Data: 30/06/2005 10:10:00 - Autore: Licia Albertazzi
Segnalata da: Avv. Ferdinando Gattuccio - Corte d'Appello di Palermo, sentenza 2129/2005.

La sentenza in oggetto si pronuncia su un caso di malasanità: la Corte d'Appello di Palermo rigetta i motivi di gravame proposti da alcuni medici e da una struttura sanitaria di provincia, coinvolti nella vicenda e risultati responsabili dei danni fisici e neurologici riportati da un neonato a seguito di scelte mediche errate assunte durante il travaglio della madre. Specificamente i sanitari avrebbero optato per il parto naturale anziché un cesareo, senza tenere in considerazione – per negligenza ed imperizia – delle condizioni patologiche della madre e valutando erroneamente i risultati delle analisi effettuate prima del parto.

Com'è noto, la responsabilità civile di medici e case di cura nei confronti dei pazienti assume carattere contrattuale e si basa sull'obbligazione nascente da “contatto sociale”: un vero e proprio contratto di prestazione d'opera i cui caratteri trovano fondamento nel rapporto di fatto instauratosi tra paziente ed operatori sanitari (si veda Cass. SSUU 577/2008). In determinati casi – come nel presente - la struttura ospedaliera è responsabile in solido con i medici coinvolti, derivando questa responsabilità anche qui non tanto da una condizione giuridica (contrattuale) quanto dalla situazione di fatto (nel caso di specie, a nulla è valsa la difesa della casa di cura basata sul fatto che i medici responsabili non erano diretti dipendenti della stessa ma dell'asl locale, rilevando soltanto il rapporto di fatto instauratosi tra questa e il paziente, il quale non può essere in nessun caso penalizzato dalle scelte amministrative effettuate dalla casa di cura).

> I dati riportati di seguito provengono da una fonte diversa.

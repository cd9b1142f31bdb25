//! Tesla Bridge Common Library
//!
//! This crate provides shared types and utilities for the telemetry bridge:
//!
//! - [`telemetry`] - Data model (`VehicleIdentity`, `RawField`, `CanonicalReading`,
//!   `VehicleStatus`)
//! - [`payload`] - MQTT payload encoding
//! - [`config`] - Broker/logging configuration, JSON5 loading and env-style settings
//! - [`topic`] - Topic builders and parsers
//! - [`error`] - Error types

pub mod config;
pub mod error;
pub mod payload;
pub mod telemetry;
pub mod topic;

// Re-export commonly used types at the crate root
pub use config::{
    EnvVars, LogFormat, LoggingConfig, MqttConfig, env_bool, env_parse, env_string, parse_config,
};
pub use error::{Error, Result};
pub use payload::{encode_json, encode_value, format_number};
pub use telemetry::{
    CanonicalReading, CanonicalValue, Location, RawField, RawValue, VehicleIdentity,
    VehicleStatus,
};
pub use topic::{DEFAULT_TOPIC_PREFIX, ParsedTopic, TopicBuilder, parse_topic};

/// Initialize tracing with the given configuration.
///
/// Supports two output formats:
/// - `LogFormat::Text` (default): Human-readable text format
/// - `LogFormat::Json`: Structured JSON format for log aggregation systems
///
/// `RUST_LOG`, when set, takes precedence over the configured level.
///
/// # Example
///
/// ```ignore
/// use tesla_bridge_common::{LoggingConfig, LogFormat, init_tracing};
///
/// let config = LoggingConfig {
///     level: "info".to_string(),
///     format: LogFormat::Json,
/// };
/// init_tracing(&config)?;
/// ```
pub fn init_tracing(config: &LoggingConfig) -> Result<()> {
    use tracing_subscriber::{EnvFilter, fmt, prelude::*};

    let filter =
        EnvFilter::try_from_default_env().unwrap_or_else(|_| EnvFilter::new(&config.level));

    match config.format {
        LogFormat::Text => {
            tracing_subscriber::registry()
                .with(fmt::layer())
                .with(filter)
                .try_init()
                .map_err(|e| Error::Config(format!("Failed to initialize tracing: {}", e)))?;
        }
        LogFormat::Json => {
            tracing_subscriber::registry()
                .with(fmt::layer().json())
                .with(filter)
                .try_init()
                .map_err(|e| Error::Config(format!("Failed to initialize tracing: {}", e)))?;
        }
    }

    Ok(())
}
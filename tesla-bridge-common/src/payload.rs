use serde::Serialize;

use crate::error::Result;
use crate::telemetry::CanonicalValue;

/// Render a number the way automation consumers expect it: integral values
/// without a fractional part, everything else in shortest round-trip form.
pub fn format_number(value: f64) -> String {
    if value.is_finite() && value.fract() == 0.0 && value.abs() < 1e15 {
        format!("{}", value as i64)
    } else {
        format!("{}", value)
    }
}

/// Encode a reading value as an MQTT payload.
///
/// Scalars are plain text; locations are a small JSON object.
pub fn encode_value(value: &CanonicalValue) -> Result<Vec<u8>> {
    let text = match value {
        CanonicalValue::Number(n) => format_number(*n),
        CanonicalValue::Text(s) => s.clone(),
        CanonicalValue::Boolean(b) => b.to_string(),
        CanonicalValue::Location(location) => serde_json::to_string(location)?,
    };
    Ok(text.into_bytes())
}

/// Encode any serializable value as a JSON payload.
pub fn encode_json<T: Serialize>(value: &T) -> Result<Vec<u8>> {
    Ok(serde_json::to_vec(value)?)
}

Dal punto di vista probatorio è onere del paziente danneggiato provare il “contatto” con il medico responsabile (dimostrare cioè l'instaurazione del rapporto di fatto) nonché l'aggravamento, a seguito delle cure ricevute, delle proprie condizioni cliniche. Al contrario, al fine di liberarsi dalla responsabilità, il sanitario dovrà dimostrare che l'imprecisione verificatisi è dovuta a causa a lui non imputabile e che nell'operare lo stesso si è attenuto a regole tecniche professionali universalmente riconosciute (c.d. guidelines). Di fatto, oltre ai diversi riscontri offerti dalla ctu integrativa disposta dal giudice di secondo grado, la lacunosa tenuta della cartella clinica del paziente sicuramente è sintomo di negligenza professionale. Parallelamente, i medici non hanno dimostrato che, a prescindere dal comportamento tenuto, l'evento dannoso si sarebbe in ogni caso verificato (provocando in tal modo l'interruzione del nesso causale).

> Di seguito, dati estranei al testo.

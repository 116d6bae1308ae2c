//! Explicit configuration for generation backends and the app boundary.
//!
//! # Responsibility
//! - Describe which generation backend to call and how.
//! - Describe where records and logs live.
//! - Load settings from environment-style key lookups.
//!
//! # Invariants
//! - Configuration is passed explicitly; core holds no global settings.
//! - `api_key` is never rendered by `Debug`.
//! - A loaded `GenerationConfig` always has a non-empty key, endpoint and model.

use serde::{Deserialize, Serialize};
use std::error::Error;
use std::fmt::{Debug, Display, Formatter};
use std::path::PathBuf;

pub const ENV_PROVIDER: &str = "DAILYLOG_PROVIDER";
pub const ENV_API_KEY: &str = "DAILYLOG_API_KEY";
pub const ENV_ENDPOINT: &str = "DAILYLOG_ENDPOINT";
pub const ENV_MODEL: &str = "DAILYLOG_MODEL";
pub const ENV_TEMPERATURE: &str = "DAILYLOG_TEMPERATURE";
pub const ENV_TIMEOUT_SECS: &str = "DAILYLOG_TIMEOUT_SECS";
pub const ENV_DB_PATH: &str = "DAILYLOG_DB";
pub const ENV_LOG_LEVEL: &str = "DAILYLOG_LOG_LEVEL";
pub const ENV_LOG_DIR: &str = "DAILYLOG_LOG_DIR";

pub const DEFAULT_TEMPERATURE: f32 = 0.7;
pub const DEFAULT_TIMEOUT_SECS: u64 = 60;
pub const DEFAULT_DB_PATH: &str = "daily_report.db";

const DEEPSEEK_ENDPOINT: &str = "https://api.deepseek.com/v1/chat/completions";
const DEEPSEEK_MODEL: &str = "deepseek-chat";
const DOUBAO_ENDPOINT: &str = "https://ark.cn-beijing.volces.com/api/v3/chat/completions";
const DOUBAO_MODEL: &str = "doubao-lite-32k-240828";

pub type ConfigResult<T> = Result<T, ConfigError>;

/// Configuration loading/validation failure.
#[derive(Debug, Clone, PartialEq)]
pub enum ConfigError {
    /// Required key is absent or blank.
    Missing(&'static str),
    /// Key is present but its value cannot be used.
    Invalid { key: &'static str, value: String },
}

impl Display for ConfigError {
    fn fmt(&self, f: &mut Formatter<'_>) -> std::fmt::Result {
        match self {
            Self::Missing(key) => write!(f, "missing required setting `{key}`"),
            Self::Invalid { key, value } => write!(f, "invalid value `{value}` for `{key}`"),
        }
    }
}

impl Error for ConfigError {}

/// Generation backend family.
///
/// All supported backends speak the OpenAI-compatible chat-completions
/// protocol; they differ in default endpoint and model.
#[derive(Debug, Clone, Copy, PartialEq, Eq, Serialize, Deserialize)]
#[serde(rename_all = "snake_case")]
pub enum Provider {
    DeepSeek,
    Doubao,
    /// Any other compatible endpoint; endpoint and model must be set.
    OpenAiCompatible,
}

impl Provider {
    /// Stable string id used in settings.
    pub fn as_str(self) -> &'static str {
        match self {
            Self::DeepSeek => "deepseek",
            Self::Doubao => "doubao",
            Self::OpenAiCompatible => "openai_compatible",
        }
    }

    /// Parses a provider id, case-insensitively.
    pub fn parse(value: &str) -> Option<Self> {
        match value.trim().to_ascii_lowercase().as_str() {
            "deepseek" => Some(Self::DeepSeek),
            "doubao" => Some(Self::Doubao),
            "openai_compatible" | "openai-compatible" | "openai" => Some(Self::OpenAiCompatible),
            _ => None,
        }
    }

    fn default_endpoint(self) -> Option<&'static str> {
        match self {
            Self::DeepSeek => Some(DEEPSEEK_ENDPOINT),
            Self::Doubao => Some(DOUBAO_ENDPOINT),
            Self::OpenAiCompatible => None,
        }
    }

    fn default_model(self) -> Option<&'static str> {
        match self {
            Self::DeepSeek => Some(DEEPSEEK_MODEL),
            Self::Doubao => Some(DOUBAO_MODEL),
            Self::OpenAiCompatible => None,
        }
    }
}

/// Settings for one generation backend.
#[derive(Clone, PartialEq, Serialize, Deserialize)]
pub struct GenerationConfig {
    pub provider: Provider,
    pub api_key: String,
    pub endpoint: String,
    pub model: String,
    pub temperature: f32,
    pub timeout_secs: u64,
}

impl Debug for GenerationConfig {
    fn fmt(&self, f: &mut Formatter<'_>) -> std::fmt::Result {
        f.debug_struct("GenerationConfig")
            .field("provider", &self.provider)
            .field("api_key", &"<redacted>")
            .field("endpoint", &self.endpoint)
            .field("model", &self.model)
            .field("temperature", &self.temperature)
            .field("timeout_secs", &self.timeout_secs)
            .finish()
    }
}

impl GenerationConfig {
    /// Builds a config with the provider's default endpoint and model.
    ///
    /// # Errors
    /// - `Missing` when `api_key` is blank.
    /// - `Missing` for endpoint/model when the provider has no defaults.
    pub fn for_provider(provider: Provider, api_key: impl Into<String>) -> ConfigResult<Self> {
        let config = Self {
            provider,
            api_key: api_key.into(),
            endpoint: provider.default_endpoint().unwrap_or_default().to_string(),
            model: provider.default_model().unwrap_or_default().to_string(),
            temperature: DEFAULT_TEMPERATURE,
            timeout_secs: DEFAULT_TIMEOUT_SECS,
        };
        config.validate()?;
        Ok(config)
    }

    /// Loads settings from process environment variables.
    pub fn from_env() -> ConfigResult<Self> {
        Self::from_lookup(|key| std::env::var(key).ok())
    }

    /// Loads settings through an arbitrary key lookup.
    ///
    /// Unset provider defaults to `doubao`. Endpoint and model fall back to
    /// provider defaults when not overridden.
    pub fn from_lookup(lookup: impl Fn(&str) -> Option<String>) -> ConfigResult<Self> {
        let get = |key: &str| lookup(key).filter(|value| !value.trim().is_empty());

        let provider = match get(ENV_PROVIDER) {
            Some(value) => Provider::parse(&value).ok_or(ConfigError::Invalid {
                key: ENV_PROVIDER,
                value,
            })?,
            None => Provider::Doubao,
        };

        let api_key = get(ENV_API_KEY).ok_or(ConfigError::Missing(ENV_API_KEY))?;
        let endpoint = get(ENV_ENDPOINT)
            .or_else(|| provider.default_endpoint().map(str::to_string))
            .ok_or(ConfigError::Missing(ENV_ENDPOINT))?;
        let model = get(ENV_MODEL)
            .or_else(|| provider.default_model().map(str::to_string))
            .ok_or(ConfigError::Missing(ENV_MODEL))?;

        let temperature = match get(ENV_TEMPERATURE) {
            Some(value) => value.trim().parse::<f32>().map_err(|_| ConfigError::Invalid {
                key: ENV_TEMPERATURE,
                value,
            })?,
            None => DEFAULT_TEMPERATURE,
        };

        let timeout_secs = match get(ENV_TIMEOUT_SECS) {
            Some(value) => value.trim().parse::<u64>().map_err(|_| ConfigError::Invalid {
                key: ENV_TIMEOUT_SECS,
                value,
            })?,
            None => DEFAULT_TIMEOUT_SECS,
        };

        let config = Self {
            provider,
            api_key: api_key.trim().to_string(),
            endpoint: endpoint.trim().to_string(),
            model: model.trim().to_string(),
            temperature,
            timeout_secs,
        };
        config.validate()?;
        Ok(config)
    }

    /// Checks field ranges and required values.
    pub fn validate(&self) -> ConfigResult<()> {
        if self.api_key.trim().is_empty() {
            return Err(ConfigError::Missing(ENV_API_KEY));
        }
        if self.endpoint.trim().is_empty() {
            return Err(ConfigError::Missing(ENV_ENDPOINT));
        }
        if self.model.trim().is_empty() {
            return Err(ConfigError::Missing(ENV_MODEL));
        }
        if !(0.0..=2.0).contains(&self.temperature) {
            return Err(ConfigError::Invalid {
                key: ENV_TEMPERATURE,
                value: self.temperature.to_string(),
            });
        }
        if self.timeout_secs == 0 {
            return Err(ConfigError::Invalid {
                key: ENV_TIMEOUT_SECS,
                value: "0".to_string(),
            });
        }
        Ok(())
    }
}

/// Application-boundary settings for storage and logging.
///
/// Generation settings load separately so read-only commands work without
/// credentials.
#[derive(Debug, Clone, PartialEq, Eq)]
pub struct AppConfig {
    pub db_path: PathBuf,
    pub log_level: String,
    /// Logging stays off when unset.
    pub log_dir: Option<PathBuf>,
}

impl AppConfig {
    pub fn from_env() -> Self {
        Self::from_lookup(|key| std::env::var(key).ok())
    }

    pub fn from_lookup(lookup: impl Fn(&str) -> Option<String>) -> Self {
        let get = |key: &str| lookup(key).filter(|value| !value.trim().is_empty());

        Self {
            db_path: get(ENV_DB_PATH)
                .map(PathBuf::from)
                .unwrap_or_else(|| PathBuf::from(DEFAULT_DB_PATH)),
            log_level: get(ENV_LOG_LEVEL)
                .unwrap_or_else(|| crate::logging::default_log_level().to_string()),
            log_dir: get(ENV_LOG_DIR).map(PathBuf::from),
        }
    }
}

#[cfg(test)]
mod tests {
    use super::*;
    use std::collections::HashMap;

    fn lookup(pairs: &[(&str, &str)]) -> impl Fn(&str) -> Option<String> {
        let map: HashMap<String, String> = pairs
            .iter()
            .map(|(k, v)| (k.to_string(), v.to_string()))
            .collect();
        move |key| map.get(key).cloned()
    }

    #[test]
    fn defaults_to_doubao_with_provider_endpoint_and_model() {
        let config = GenerationConfig::from_lookup(lookup(&[(ENV_API_KEY, "k-1")])).unwrap();
        assert_eq!(config.provider, Provider::Doubao);
        assert_eq!(config.endpoint, DOUBAO_ENDPOINT);
        assert_eq!(config.model, DOUBAO_MODEL);
        assert_eq!(config.temperature, DEFAULT_TEMPERATURE);
        assert_eq!(config.timeout_secs, DEFAULT_TIMEOUT_SECS);
    }

    #[test]
    fn overrides_are_applied() {
        let config = GenerationConfig::from_lookup(lookup(&[
            (ENV_PROVIDER, "DeepSeek"),
            (ENV_API_KEY, "k-2"),
            (ENV_MODEL, "deepseek-reasoner"),
            (ENV_TEMPERATURE, "0.2"),
            (ENV_TIMEOUT_SECS, "15"),
        ]))
        .unwrap();
        assert_eq!(config.provider, Provider::DeepSeek);
        assert_eq!(config.endpoint, DEEPSEEK_ENDPOINT);
        assert_eq!(config.model, "deepseek-reasoner");
        assert_eq!(config.temperature, 0.2);
        assert_eq!(config.timeout_secs, 15);
    }

    #[test]
    fn missing_api_key_is_rejected() {
        let err = GenerationConfig::from_lookup(lookup(&[(ENV_API_KEY, "  ")])).unwrap_err();
        assert_eq!(err, ConfigError::Missing(ENV_API_KEY));
    }

    #[test]
    fn openai_compatible_requires_endpoint() {
        let err = GenerationConfig::from_lookup(lookup(&[
            (ENV_PROVIDER, "openai_compatible"),
            (ENV_API_KEY, "k"),
            (ENV_MODEL, "m"),
        ]))
        .unwrap_err();
        assert_eq!(err, ConfigError::Missing(ENV_ENDPOINT));
    }

    #[test]
    fn unknown_provider_and_bad_temperature_are_invalid() {
        let err = GenerationConfig::from_lookup(lookup(&[
            (ENV_PROVIDER, "mystery"),
            (ENV_API_KEY, "k"),
        ]))
        .unwrap_err();
        assert!(matches!(err, ConfigError::Invalid { key, .. } if key == ENV_PROVIDER));

        let err = GenerationConfig::from_lookup(lookup(&[
            (ENV_API_KEY, "k"),
            (ENV_TEMPERATURE, "3.5"),
        ]))
        .unwrap_err();
        assert!(matches!(err, ConfigError::Invalid { key, .. } if key == ENV_TEMPERATURE));
    }

    #[test]
    fn debug_output_redacts_api_key() {
        let config = GenerationConfig::for_provider(Provider::DeepSeek, "sk-secret").unwrap();
        let rendered = format!("{config:?}");
        assert!(!rendered.contains("sk-secret"));
        assert!(rendered.contains("<redacted>"));
    }

    #[test]
    fn app_config_uses_defaults_for_storage_and_logging() {
        let config = AppConfig::from_lookup(lookup(&[]));
        assert_eq!(config.db_path, PathBuf::from(DEFAULT_DB_PATH));
        assert!(config.log_dir.is_none());
        assert_eq!(config.log_level, crate::logging::default_log_level());
    }
}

Netta dunque la decisione della Corte d'Appello di confermare la condanna di primo grado e di estendere l'obbligo al risarcimento del danno alla casa di cura coinvolta, in solido con i medici responsabili. Con un unico motivo di gravame accolto: la parziale riforma della quantificazione del danno biologico effettuato in primo grado, viziato da ultrapetizione (l'importo liquidato dal Tribunale era infatti maggiore rispetto a quello domandato da parte attrice).